Fourth-generation catcher realizes lifelong dream of playing pro baseball
January 28, 2022
January 28, 2022
Bender, who was drafted in the 10th round of last year’s Major League Baseball draft by the San Diego Padres, made Bobcat history as the highest draft pick for the university in more than a decade.
“Baseball has been in my family for generations,” Bender said. “My great grandfather was a catcher. My grandfather was a catcher as well as my father. It's pretty much in my bloodline."
Growing up in eastern Connecticut, he can still remember cheering on the Red Sox, and dreaming one day of playing professional ball. He knew to attain that would involve great sacrifice and lots of time practicing.
“It was the only thing I wanted to do growing up,” Bender said, who said he still gets chills thinking about how much he has achieved. “All I wanted to do was play Wiffle ball. I knew I wanted to stick with it. I had a dream and I wanted to follow that dream.”
Throughout high school, he flourished, even hitting a grand slam in the state finals. At Quinnipiac, he was a standout player, earning multiple awards and recognitions — both on and off the field.

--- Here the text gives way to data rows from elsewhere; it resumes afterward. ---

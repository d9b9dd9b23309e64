use std::time::Duration;
use mockito::Matcher;
use serde_json::json;
use thread_writer::summarizer::{
    build_prompt, naive_summary, LlmSummarizer, NaiveSummarizer, Summarizer, TARGET_WORDS,
};

fn summarizer_at(base_url: impl Into<String>) -> LlmSummarizer {
    LlmSummarizer::new(base_url, "gpt-3.5-turbo", Duration::from_secs(10)).unwrap()
}

fn words(count: usize) -> String {
    (0..count).map(|i| format!("word{i}")).collect::<Vec<_>>().join(" ")
}

fn completion_body(content: &str) -> String {
    json!({
        "choices": [
            { "message": { "role": "assistant", "content": content } }
        ]
    })
    .to_string()
}

#[test]
fn test_naive_summary_takes_leading_words() {
    let text = words(1000);
    let summary = naive_summary(&text, TARGET_WORDS);
    assert_eq!(summary, words(300));
}

#[test]
fn test_naive_summary_collapses_whitespace() {
    assert_eq!(naive_summary("  one\n\ttwo   three  ", 10), "one two three");
    assert_eq!(naive_summary("", 10), "");
}

#[test]
fn test_prompt_mentions_word_budget_and_text() {
    let prompt = build_prompt("Body text.", 300);
    assert!(prompt.contains("around 300 words"));
    assert!(prompt.contains("\n\nBody text.\n\nSummary:"));
}

#[tokio::test]
async fn test_without_credential_falls_back_to_naive() {
    let mut server = mockito::Server::new_async().await;
    let mock = server
        .mock("POST", "/chat/completions")
        .expect(0)
        .create_async()
        .await;

    let summarizer = summarizer_at(server.url());
    let text = words(1000);

    assert_eq!(summarizer.summarize(&text, 300, None).await, words(300));
    assert_eq!(summarizer.summarize(&text, 300, Some("")).await, words(300));
    mock.assert_async().await;
}

#[tokio::test]
async fn test_provider_output_is_trimmed() {
    let mut server = mockito::Server::new_async().await;
    let mock = server
        .mock("POST", "/chat/completions")
        .match_header("authorization", "Bearer sk-test")
        .match_body(Matcher::PartialJson(json!({
            "model": "gpt-3.5-turbo",
            "max_tokens": 400
        })))
        .with_status(200)
        .with_header("content-type", "application/json")
        .with_body(completion_body("\n  A concise overview.  \n"))
        .create_async()
        .await;

    let summarizer = summarizer_at(server.url());
    let summary = summarizer.summarize(&words(50), 300, Some("sk-test")).await;

    assert_eq!(summary, "A concise overview.");
    mock.assert_async().await;
}

#[tokio::test]
async fn test_provider_error_status_falls_back() {
    let mut server = mockito::Server::new_async().await;
    let mock = server
        .mock("POST", "/chat/completions")
        .with_status(500)
        .with_body("upstream exploded")
        .create_async()
        .await;

    let summarizer = summarizer_at(server.url());
    let text = words(400);
    let summary = summarizer.summarize(&text, 300, Some("sk-test")).await;

    assert_eq!(summary, words(300));
    mock.assert_async().await;
}

#[tokio::test]
async fn test_malformed_provider_body_falls_back() {
    let mut server = mockito::Server::new_async().await;
    server
        .mock("POST", "/chat/completions")
        .with_status(200)
        .with_header("content-type", "application/json")
        .with_body(r#"{"choices": []}"#)
        .create_async()
        .await;

    let summarizer = summarizer_at(server.url());
    let summary = summarizer.summarize("just a few words", 2, Some("sk-test")).await;

    assert_eq!(summary, "just a");
}

#[tokio::test]
async fn test_unreachable_provider_falls_back() {
    let summarizer = summarizer_at("http://127.0.0.1:1");
    let summary = summarizer.summarize("alpha beta gamma", 300, Some("sk-test")).await;
    assert_eq!(summary, "alpha beta gamma");
}

#[tokio::test]
async fn test_stalled_provider_times_out_and_falls_back() {
    // Accepts connections but never answers.
    let listener = tokio::net::TcpListener::bind("127.0.0.1:0").await.unwrap();
    let addr = listener.local_addr().unwrap();
    tokio::spawn(async move {
        let mut held = Vec::new();
        while let Ok((socket, _)) = listener.accept().await {
            held.push(socket);
        }
    });

    let summarizer =
        LlmSummarizer::new(format!("http://{addr}"), "gpt-3.5-turbo", Duration::from_millis(300)).unwrap();
    let summary = tokio::time::timeout(
        Duration::from_secs(10),
        summarizer.summarize("alpha beta gamma", 2, Some("sk-test")),
    )
    .await
    .expect("summarize should not hang on a stalled provider");

    assert_eq!(summary, "alpha beta");
}

#[tokio::test]
async fn test_empty_text_skips_provider() {
    let mut server = mockito::Server::new_async().await;
    let mock = server
        .mock("POST", "/chat/completions")
        .expect(0)
        .create_async()
        .await;

    let summarizer = summarizer_at(server.url());
    assert_eq!(summarizer.summarize("   \n ", 300, Some("sk-test")).await, "");
    mock.assert_async().await;
}

#[tokio::test]
async fn test_naive_summarizer_ignores_credential() {
    let summary = NaiveSummarizer.summarize(&words(10), 3, Some("sk-test")).await;
    assert_eq!(summary, "word0 word1 word2");
}
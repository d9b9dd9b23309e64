use std::process::ExitCode;
use clap::Parser;
use thread_writer::cli::{run, Cli};
use thread_writer::init_tracing;

#[tokio::main]
async fn main() -> ExitCode {
    // .env must be loaded before clap reads OPENAI_API_KEY
    dotenv::dotenv().ok();
    let cli = Cli::parse();
    init_tracing("warn");

    run(&cli, &mut std::io::stdout(), &mut std::io::stderr()).await
}
pub mod models;
pub mod response;
pub mod routes;
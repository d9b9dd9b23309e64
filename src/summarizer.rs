use async_trait::async_trait;
use reqwest::Client;
use std::time::Duration;
use tracing::{debug, warn};
use crate::config::Config;
use crate::error::{AppError, Result};
use crate::llm::call_chat_completion;

/// Word budget handed to the summarizer when generating a thread.
pub const TARGET_WORDS: usize = 300;

#[async_trait]
pub trait Summarizer: Send + Sync {
    /// Shortens `text` to roughly `target_words` words. Never fails; provider
    /// problems fall back to [`naive_summary`].
    async fn summarize(&self, text: &str, target_words: usize, credential: Option<&str>) -> String;
}

/// First `target_words` whitespace-delimited words, joined by single spaces.
pub fn naive_summary(text: &str, target_words: usize) -> String {
    text.split_whitespace()
        .take(target_words)
        .collect::<Vec<_>>()
        .join(" ")
}

pub fn build_prompt(text: &str, target_words: usize) -> String {
    let mut result = String::with_capacity(text.len() + 200);
    result.push_str("Summarise the following text into a concise overview. Focus on the key ideas and eliminate unnecessary detail. Limit the summary to around ");
    result.push_str(&target_words.to_string());
    result.push_str(" words.\n\n");
    result.push_str(text);
    result.push_str("\n\nSummary:");
    result
}

/// Truncation only, no provider.
#[derive(Debug, Clone, Copy, Default)]
pub struct NaiveSummarizer;

#[async_trait]
impl Summarizer for NaiveSummarizer {
    async fn summarize(&self, text: &str, target_words: usize, _credential: Option<&str>) -> String {
        naive_summary(text, target_words)
    }
}

/// Summarizes through a chat-completion provider when a credential is given.
#[derive(Clone)]
pub struct LlmSummarizer {
    client: Client,
    base_url: String,
    model: String,
}

impl LlmSummarizer {
    /// `timeout` bounds each provider call so a stalled provider still
    /// ends in the naive fallback.
    pub fn new(base_url: impl Into<String>, model: impl Into<String>, timeout: Duration) -> Result<Self> {
        let client = Client::builder()
            .timeout(timeout)
            .build()
            .map_err(|e| AppError::ConfigError(format!("Failed to build LLM client: {}", e)))?;
        Ok(Self {
            client,
            base_url: base_url.into(),
            model: model.into(),
        })
    }

    pub fn from_config(config: &Config) -> Result<Self> {
        Self::new(config.llm_base_url.clone(), config.llm_model.clone(), config.llm_timeout)
    }

    async fn summarize_with_provider(
        &self,
        text: &str,
        target_words: usize,
        api_key: &str,
    ) -> Result<String> {
        let prompt = build_prompt(text, target_words);
        let reply = call_chat_completion(&self.client, &self.base_url, &self.model, api_key, &prompt).await?;
        Ok(reply.trim().to_string())
    }
}

#[async_trait]
impl Summarizer for LlmSummarizer {
    async fn summarize(&self, text: &str, target_words: usize, credential: Option<&str>) -> String {
        if text.split_whitespace().next().is_none() {
            return String::new();
        }

        let Some(api_key) = credential.filter(|key| !key.is_empty()) else {
            debug!("No summarizer credential, using naive summary");
            return naive_summary(text, target_words);
        };

        match self.summarize_with_provider(text, target_words, api_key).await {
            Ok(summary) => summary,
            Err(err) => {
                warn!(error = %err, model = %self.model, "Summarization failed, falling back to naive summary");
                naive_summary(text, target_words)
            }
        }
    }
}
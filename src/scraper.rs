use async_trait::async_trait;
use reqwest::{Client, ClientBuilder};
use scraper::{ElementRef, Html, Selector};
use std::time::Duration;
use once_cell::sync::Lazy;
use tracing::{debug, info};
use crate::config::Config;
use crate::error::{AppError, Result};

// Create static selectors to avoid recompiling them each time
static TITLE_SELECTOR: Lazy<Selector> = Lazy::new(|| {
    Selector::parse("title").expect("Failed to parse title selector")
});

static DESCRIPTION_SELECTOR: Lazy<Selector> = Lazy::new(|| {
    Selector::parse(r#"meta[name="description"]"#).expect("Failed to parse description selector")
});

static PARAGRAPH_SELECTOR: Lazy<Selector> = Lazy::new(|| {
    Selector::parse("p").expect("Failed to parse paragraph selector")
});

/// Text pulled from a fetched page. Empty strings stand for missing parts.
#[derive(Debug, Clone, Default, PartialEq, Eq)]
pub struct PageContent {
    pub title: String,
    pub description: String,
    pub body_text: String,
}

impl PageContent {
    /// Body text when there is any, otherwise the meta description.
    pub fn base_text(&self) -> &str {
        if self.body_text.is_empty() {
            &self.description
        } else {
            &self.body_text
        }
    }
}

/// Where page content comes from.
#[async_trait]
pub trait ContentSource: Send + Sync {
    async fn fetch(&self, url: &str) -> Result<PageContent>;
}

/// Fetches pages over HTTP and extracts their text.
#[derive(Clone)]
pub struct HttpContentSource {
    client: Client,
}

impl HttpContentSource {
    pub fn new(timeout: Duration) -> Result<Self> {
        let client = ClientBuilder::new()
            .timeout(timeout)
            .connect_timeout(timeout.min(Duration::from_secs(5)))
            .pool_max_idle_per_host(10)
            .build()
            .map_err(|e| AppError::ConfigError(format!("Failed to build HTTP client: {}", e)))?;
        Ok(Self { client })
    }

    pub fn from_config(config: &Config) -> Result<Self> {
        Self::new(config.fetch_timeout)
    }
}

#[async_trait]
impl ContentSource for HttpContentSource {
    async fn fetch(&self, url: &str) -> Result<PageContent> {
        let html = fetch_html(&self.client, url).await?;
        let content = extract_content(&html);
        info!(
            url,
            title = %content.title,
            body_chars = content.body_text.len(),
            "Extracted page content"
        );
        Ok(content)
    }
}

pub async fn fetch_html(client: &Client, url: &str) -> Result<String> {
    debug!(url, "Fetching URL");
    let response = client.get(url).send().await?.error_for_status()?;
    let html = response.text().await?;
    Ok(html)
}

pub fn extract_content(html: &str) -> PageContent {
    let document = Html::parse_document(html);

    let title = document
        .select(&TITLE_SELECTOR)
        .next()
        .map(|element| element.text().collect::<String>().trim().to_string())
        .unwrap_or_default();

    let description = document
        .select(&DESCRIPTION_SELECTOR)
        .find_map(|element| element.value().attr("content"))
        .map(|content| content.trim().to_string())
        .unwrap_or_default();

    let body_text = document
        .select(&PARAGRAPH_SELECTOR)
        .map(paragraph_text)
        .filter(|text| !text.is_empty())
        .collect::<Vec<_>>()
        .join("\n");

    PageContent {
        title,
        description,
        body_text,
    }
}

/// Text nodes of a paragraph, each trimmed, joined with single spaces.
fn paragraph_text(element: ElementRef<'_>) -> String {
    element
        .text()
        .map(str::trim)
        .filter(|text| !text.is_empty())
        .collect::<Vec<_>>()
        .join(" ")
}
use serde::Serialize;
use reqwest::Client;
use crate::error::{Result, AppError};

pub const MAX_TOKENS: u32 = 400;
pub const TEMPERATURE: f32 = 0.3;

#[derive(Serialize)]
struct Message {
    role: String,
    content: String,
}

#[derive(Serialize)]
struct ChatRequest {
    model: String,
    messages: Vec<Message>,
    max_tokens: u32,
    temperature: f32,
}

/// Sends a single-message chat completion to an OpenAI-compatible endpoint
/// and returns the first choice's content.
///
/// Every failure, including transport errors, is reported as `LlmError`.
pub async fn call_chat_completion(
    client: &Client,
    base_url: &str,
    model: &str,
    api_key: &str,
    prompt: &str,
) -> Result<String> {
    let body = ChatRequest {
        model: model.into(),
        messages: vec![
            Message {
                role: "user".into(),
                content: prompt.into(),
            }
        ],
        max_tokens: MAX_TOKENS,
        temperature: TEMPERATURE,
    };

    let endpoint = format!("{}/chat/completions", base_url.trim_end_matches('/'));
    let res = client
        .post(endpoint)
        .bearer_auth(api_key)
        .json(&body)
        .send()
        .await
        .and_then(|res| res.error_for_status())
        .map_err(|e| AppError::LlmError(e.to_string()))?;

    let json: serde_json::Value = res
        .json()
        .await
        .map_err(|e| AppError::LlmError(format!("Invalid JSON from LLM: {}", e)))?;
    let reply = json["choices"][0]["message"]["content"]
        .as_str()
        .ok_or_else(|| AppError::LlmError("Invalid response format from LLM".to_string()))?
        .to_string();

    Ok(reply)
}
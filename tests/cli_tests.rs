use std::process::ExitCode;
use clap::Parser;
use thread_writer::cli::{run, Cli};
use thread_writer::generator::render_thread;
use thread_writer::thread::{HOOK_SUFFIX, MARKERS};

const PAGE: &str = "<html><head><title>CLI Post</title></head><body><p>Alpha. Beta. Gamma.</p></body></html>";

fn parse(args: &[&str]) -> Cli {
    // An empty key keeps any OPENAI_API_KEY in the environment out of the run.
    let mut argv = vec!["thread-writer", "--openai-api-key="];
    argv.extend_from_slice(args);
    Cli::try_parse_from(argv).unwrap()
}

async fn run_cli(cli: &Cli) -> (ExitCode, String, String) {
    let mut out = Vec::new();
    let mut err = Vec::new();
    let code = run(cli, &mut out, &mut err).await;
    (
        code,
        String::from_utf8(out).unwrap(),
        String::from_utf8(err).unwrap(),
    )
}

async fn serve_page(server: &mut mockito::ServerGuard) -> mockito::Mock {
    server
        .mock("GET", "/post")
        .with_status(200)
        .with_header("content-type", "text/html")
        .with_body(PAGE)
        .create_async()
        .await
}

#[test]
fn test_defaults_to_ten_tweets() {
    let cli = parse(&["https://example.com"]);
    assert_eq!(cli.max_tweets, 10);
    assert!(cli.output.is_none());
    assert_eq!(cli.openai_api_key.as_deref(), Some(""));
}

#[tokio::test]
async fn test_out_of_range_count_exits_with_failure() {
    let cli = parse(&["https://example.com", "--max-tweets", "25"]);
    let (code, out, err) = run_cli(&cli).await;

    assert_eq!(code, ExitCode::FAILURE);
    assert!(out.is_empty());
    assert!(err.starts_with("Error generating thread: "));
    assert!(err.contains("max_tweets must be between 3 and 20"));
}

#[tokio::test]
async fn test_prints_thread_to_stdout() {
    let mut server = mockito::Server::new_async().await;
    let _page = serve_page(&mut server).await;
    let url = format!("{}/post", server.url());

    let cli = parse(&[url.as_str(), "--max-tweets", "3"]);
    let (code, out, err) = run_cli(&cli).await;

    assert_eq!(code, ExitCode::SUCCESS, "stderr: {err}");
    assert!(out.starts_with(&format!("{} 1/3 CLI Post{HOOK_SUFFIX}\n", MARKERS[0])));
    assert_eq!(out.matches("\n\n").count(), 2);
}

#[tokio::test]
async fn test_writes_thread_to_output_file() {
    let mut server = mockito::Server::new_async().await;
    let _page = serve_page(&mut server).await;
    let url = format!("{}/post", server.url());
    let dir = tempfile::tempdir().unwrap();
    let path = dir.path().join("thread.txt");
    let path_arg = path.to_str().unwrap();

    let cli = parse(&[url.as_str(), "--max-tweets", "4", "--title", "Override", "--output", path_arg]);
    let (code, out, err) = run_cli(&cli).await;

    assert_eq!(code, ExitCode::SUCCESS, "stderr: {err}");
    assert_eq!(out, format!("Thread saved to {}\n", path.display()));

    let written = std::fs::read_to_string(&path).unwrap();
    let tweets: Vec<String> = written.split("\n\n").map(str::to_string).collect();
    assert_eq!(tweets.len(), 4);
    assert_eq!(render_thread(&tweets), written);
    assert!(tweets[0].starts_with(&format!("{} 1/4 Override{HOOK_SUFFIX}", MARKERS[0])));
}

#[tokio::test]
async fn test_unwritable_output_exits_with_failure() {
    let mut server = mockito::Server::new_async().await;
    let _page = serve_page(&mut server).await;
    let url = format!("{}/post", server.url());
    let dir = tempfile::tempdir().unwrap();
    let path = dir.path().join("no-such-dir").join("thread.txt");

    let cli = parse(&[url.as_str(), "--max-tweets", "3", "--output", path.to_str().unwrap()]);
    let (code, out, err) = run_cli(&cli).await;

    assert_eq!(code, ExitCode::FAILURE);
    assert!(out.is_empty());
    assert!(err.starts_with("Error writing file: "));
    assert!(!path.exists());
}

#[tokio::test]
async fn test_unreachable_page_exits_with_failure() {
    let cli = parse(&["http://127.0.0.1:1/post", "--max-tweets", "3"]);
    let (code, _, err) = run_cli(&cli).await;

    assert_eq!(code, ExitCode::FAILURE);
    assert!(err.starts_with("Error generating thread: Failed to fetch page"));
}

He also served as a mentor, working with children with special needs through the Little League Challenger Division.
Throughout the college recruitment process, Quinnipiac stood out to him, he said, because of the attitude of the team and coaching staff.
“I fell in love with the place,” Bender said. “I really liked the people there. It was a great group of dudes.”
He excelled at the college level, batting .266 for the Bobcats last year, and led the Bobcats with seven doubles as a senior, finishing second on the team with 25 hits and third with 19 RBIs. He posted a .349 on-base percentage after drawing 11 walks.
“Those years were unbelievable,” he recalled — and then he was drafted.
“That was the single most memorable moment I have had to date,” he said. “You have these dreams since you were 5 years old about doing this job and playing professional baseball — and so when it actually happened, it took a little while to set in.”
The enormity of his accomplishment finally hit him, he said, when he was in California playing for the Lake Elsinore Storm, a minor league affiliate of the Padres.
“I almost lost my breath,” he said. “I was like ‘Wow, this is it. This is what I was hoping and dreaming about for so long.’”
Bender's team continues to support him.
"I am so excited for Colton on getting a chance to live out his dream," Quinnipiac baseball head coach John Delaney said. "He worked constantly for this program over his four years and developed into a true professional. He deserves this opportunity, and I can't wait to see what is in store for him."
In his four seasons as a member of the Bobcats, Bender recorded a .295 batting average with a .350 on-base percentage. He had 132 hits in 447 at-bats over 126 games. Bender had 24 doubles and seven home runs along with 70 RBIs.
But his ambition doesn’t stop here — but rather, extends much further.
“I always want to do better — not just for myself but for my team,” Bender said. “Now that I am here, I want to give back to as many people as I can.”
He said he wants to be the best version of himself.
“I don’t want to look back and say, ‘I didn’t do this or do that,’” he said. “My goal is to get to the Major Leagues — and then earn a spot in the Hall of Fame.”
At the end of the day though, he said it is the process that matters most.
“We all have our own ambitions and set our own goals,” he said. "If you did everything you could, but didn’t get there, it’s OK because you know you gave it your best.”